Exercise requirements – Could you set down every record below exactly as it appears?

Data for the task –
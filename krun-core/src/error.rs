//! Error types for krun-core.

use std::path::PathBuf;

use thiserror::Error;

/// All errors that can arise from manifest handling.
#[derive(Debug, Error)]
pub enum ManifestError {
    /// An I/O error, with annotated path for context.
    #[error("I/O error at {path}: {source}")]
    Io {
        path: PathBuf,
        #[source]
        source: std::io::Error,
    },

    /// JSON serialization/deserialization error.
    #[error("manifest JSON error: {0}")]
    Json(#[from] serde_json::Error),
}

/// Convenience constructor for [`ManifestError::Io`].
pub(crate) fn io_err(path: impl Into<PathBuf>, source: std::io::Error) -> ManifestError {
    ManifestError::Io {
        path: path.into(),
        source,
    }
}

Task result –
filename krun-core/src/error.rs
//! Error types for krun-core.

use std::path::PathBuf;

use thiserror::Error;

/// All errors that can arise from manifest handling.
#[derive(Debug, Error)]
pub enum ManifestError {
    /// An I/O error, with annotated path for context.
    #[error("I/O error at {path}: {source}")]
    Io {
        path: PathBuf,
        #[source]
        source: std::io::Error,
    },

    /// JSON serialization/deserialization error.
    #[error("manifest JSON error: {0}")]
    Json(#[from] serde_json::Error),
}

/// Convenience constructor for [`ManifestError::Io`].
pub(crate) fn io_err(path: impl Into<PathBuf>, source: std::io::Error) -> ManifestError {
    ManifestError::Io {
        path: path.into(),
        source,
    }
}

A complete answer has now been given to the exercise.